Abstract

Reviewed by: Jennifer L. Anderson, Stony Brook University (SUNY), New York, USA
Beginning in the sixteenth century, malaria was introduced to New Spain with devastating results, especially for Amerindians with no prior immunities. This mosquito-borne illness, characterized by recurrent fevers, spread rapidly throughout the greater Atlantic region, along with the expanding transatlantic slave trade and plantation complex. Matthew Crawford’s fascinating new book The Andean Wonder Drug: Cinchona Bark and Imperial Science in the Spanish Atlantic, 1630–1800 examines how the Spanish Crown sought to retain control over supplies and proprietary knowledge of the famed cinchona bark (also known as Jesuit’s Bark), the most effective drug available at the time for treating malarial-induced fevers. As Crawford recounts in Part I, indigenous Andean healers initially drew on their traditional knowledge of medicine and ethnobotany to utilize the bark of the native cinchona tree as an antifebrile. As word of its medicinal properties circulated, growing demand for the life-saving bark (from which quinine was later isolated) gave rise to some notorious attempts at botanical espionage as English, Dutch, and French governments sought to secure the bark or, better yet, to transplant the tree itself.

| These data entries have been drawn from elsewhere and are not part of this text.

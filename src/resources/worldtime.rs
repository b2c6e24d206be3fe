use bevy_ecs::prelude::Resource;

/// Simulation clock. `delta` is already scaled by `time_scale`.
#[derive(Resource, Clone, Copy, Debug)]
pub struct WorldTime {
    pub elapsed: f32,
    pub delta: f32,
    pub time_scale: f32,
    pub frame_count: u64,
}

impl Default for WorldTime {
    fn default() -> Self {
        WorldTime {
            elapsed: 0.0,
            delta: 0.0,
            time_scale: 1.0,
            frame_count: 0,
        }
    }
}

impl WorldTime {
    pub fn with_time_scale(mut self, time_scale: f32) -> Self {
        self.time_scale = time_scale;
        self
    }
}
//! Entity-vs-entity collision detection.
//!
//! # System Flow
//!
//! Each frame, [`collision_detector`]:
//!
//! 1. Gathers every entity with [`MapPosition`] and a valid [`BoxCollider`]
//!    that is not [`PendingDestroy`], snapshotting its world AABB and
//!    resolved [`CollisionLayer`].
//! 2. Tests every unordered pair `(i, j)`, `i < j`, in gather order, skipping
//!    pairs the [`CollisionMatrix`](crate::resources::collisionmatrix::CollisionMatrix)
//!    disallows.
//! 3. For overlapping pairs, re-checks that both entities are still alive,
//!    triggers a [`CollisionEvent`] and applies the observers' commands.
//! 4. If collision response is enabled, resolves the pair immediately.
//!
//! The pass is O(n²) over collidable entities. Positions are snapshotted in
//! step 1, so a correction applied while resolving one pair is not seen by
//! later pairs in the same pass.

use bevy_ecs::prelude::*;
use log::debug;

use crate::components::boxcollider::{Aabb, BoxCollider};
use crate::components::collisionlayer::{CollisionLayer, resolve_layer};
use crate::components::mapposition::MapPosition;
use crate::components::tags::PendingDestroy;
use crate::events::collision::CollisionEvent;
use crate::resources::collisionconfig::CollisionConfig;
use crate::systems::collisionresponse::resolve_collision;

#[derive(Debug, Clone, Copy)]
struct CollisionCandidate {
    entity: Entity,
    aabb: Aabb,
    layer: CollisionLayer,
}

fn gather_candidates(world: &mut World) -> Vec<CollisionCandidate> {
    let mut query =
        world.query_filtered::<(Entity, &MapPosition, &BoxCollider), Without<PendingDestroy>>();
    let world: &World = world;
    query
        .iter(world)
        .filter_map(|(entity, position, collider)| {
            if !collider.is_valid() {
                debug!(
                    "Skipping {:?}: invalid collider size {:?}",
                    entity, collider.size
                );
                return None;
            }
            Some(CollisionCandidate {
                entity,
                aabb: collider.aabb(position.pos),
                layer: resolve_layer(world.entity(entity)),
            })
        })
        .collect()
}

/// Alive means spawned and not marked [`PendingDestroy`].
fn is_alive(world: &World, entity: Entity) -> bool {
    world
        .get_entity(entity)
        .is_ok_and(|e| !e.contains::<PendingDestroy>())
}

/// Run one full detection pass and return the events that were published.
///
/// Events are triggered (and, if enabled, resolved) as they are found; the
/// returned list is the same events in publication order.
pub fn detect_collisions(world: &mut World) -> Vec<CollisionEvent> {
    let config = world
        .get_resource::<CollisionConfig>()
        .cloned()
        .unwrap_or_default();
    let candidates = gather_candidates(world);
    let mut published = Vec::new();

    for (i, first) in candidates.iter().enumerate() {
        for second in &candidates[i + 1..] {
            if !config.matrix.can_collide(first.layer, second.layer) {
                continue;
            }
            let Some(contact) = first.aabb.contact(&second.aabb) else {
                continue;
            };
            if !is_alive(world, first.entity) || !is_alive(world, second.entity) {
                debug!(
                    "Dropping collision {:?}/{:?}: entity destroyed earlier this pass",
                    first.entity, second.entity
                );
                continue;
            }

            let event = CollisionEvent {
                a: first.entity,
                b: second.entity,
                point: contact.point,
                normal: contact.normal,
                layer_a: first.layer,
                layer_b: second.layer,
                penetration: contact.depth,
            };
            debug!(
                "Collision {:?} ({}) / {:?} ({}) normal {:?} depth {}",
                event.a, event.layer_a, event.b, event.layer_b, event.normal, event.penetration
            );
            world.trigger(event);
            world.flush();
            published.push(event);

            if config.enable_collision_response
                && is_alive(world, first.entity)
                && is_alive(world, second.entity)
            {
                resolve_collision(
                    world,
                    first.entity,
                    second.entity,
                    contact.normal,
                    contact.depth,
                );
            }
        }
    }

    published
}

/// Exclusive system wrapper around [`detect_collisions`].
pub fn collision_detector(world: &mut World) {
    detect_collisions(world);
}

/// One-off check: do these two entities' colliders overlap right now?
///
/// Ignores layers. Returns false if either entity lacks a position or collider.
pub fn entities_overlap(world: &World, a: Entity, b: Entity) -> bool {
    let aabb = |entity: Entity| -> Option<Aabb> {
        let position = world.get::<MapPosition>(entity)?;
        let collider = world.get::<BoxCollider>(entity)?;
        Some(collider.aabb(position.pos))
    };
    match (aabb(a), aabb(b)) {
        (Some(first), Some(second)) => first.intersects(&second),
        _ => false,
    }
}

Consequently, the Spanish closely guarded cinchona supplies, restricted outsiders’ access to the Peruvian forests where the trees grew, and tried to limit the circulation of information about their sources. This approach was consistent with the Spanish Crown’s long-standing mercantilist policies during the early modern period that sought to monopolize valuable ‘New World’ commodities and preferred a mantle of secrecy to retain useful commercial knowledge. However, as historians Jorge Cañizares-Esguerra and Antonio Barrera have demonstrated, the Spanish Empire was also committed to supporting the pursuit of new scientific knowledge, influenced by some of the same Enlightenment currents as elsewhere in Europe. The tensions between these perspectives – scientific and commercial –influenced the epistemic understanding of cinchona bark and ultimately reshaped its production and the market for it.
While previous studies have examined the integration of cinchona into European materia medica and early efforts to secure it from New Spain, often by various modes of subterfuge, their focus has mainly been on the sixteenth and seventeenth centuries. In Part II, Crawford extends his analysis into new territory, considering how the cinchona trade was transformed in the eighteenth century, during the period of the Bourbon reforms. By then, the growing scarcity of the precious trees, along with problems with contraband and adulterated supplies, necessitated intensive new management policies. Crawford centres his discussion on a critical turning point in 1751 when the Spanish Crown created a royal forest reserve in the main cinchona-producing region, with an eye towards protecting the remaining trees and ensuring a continued supply of this valuable resource for Spanish subjects. His emphasis on conservation in the service of empire recalls Richard Grove’s influential Green Imperialism, which focused on Europeans’ emergent environmental ethos, that, although economically motivated, sought to counter the degradation and depletion of natural resources in colonial settings.
Crawford offers an intriguing case study of how the Royal Pharmacy in Spain sought to standardize production of cinchona bark from afar, with the goal of improving its quality, efficacy and purity through scientific study. When their experiments proved ineffectual, they dispatched highly-trained botanists and chemists to Peru to apply their scientific knowledge more directly to manage the Peruvian forests, oversee quality control of bark harvesting, instruct workers on best methods, and seek out other potentially valuable species. These experts were dependent, in turn, on the local knowledge of creole merchants and indigenous labourers, who derived their livelihoods from finding, collecting and selling the bark. The interests of these parties, whether in Peru or in Spain, were not always aligned, however, leading to intense contestation over how bark was evaluated, classified and graded.
Despite the determination of the Spanish Crown, the Royal Pharmacy and their appointed representatives to assert authority and control over cinchona supplies through applied scientific knowledge, they were thwarted at every turn by the competing interests of colonial elites who were more interested in short-term gains. Ultimately, Crawford concludes that ‘early modern European science was not only far from hegemonic but also was, at times, impotent in the face of the heterogeneous social, cultural, and natural worlds that comprised European empires’ (12).
In this compact volume, Crawford brings together a remarkable array of primary sources, including many previously overlooked late eighteenth-century materials. In the process, he reveals how traditional Andean healers, labourers who harvested the bark, elite creole merchants, European explorers and travellers, Royal pharmacists, scientists and medical practitioners – through their various perspectives and specialized knowledge – all contributed to the epistemic understanding of cinchona. Crawford’s extensive bibliography could serve as an excellent primer on the history of science, medicine and natural philosophy in the Spanish Empire. By focusing on the intense competitions, intrigues, and failures that characterized the drive to control the American ‘wonder drug’, Crawford compellingly illuminates the interconnections, as well as the fault lines, among science, commerce, and empire.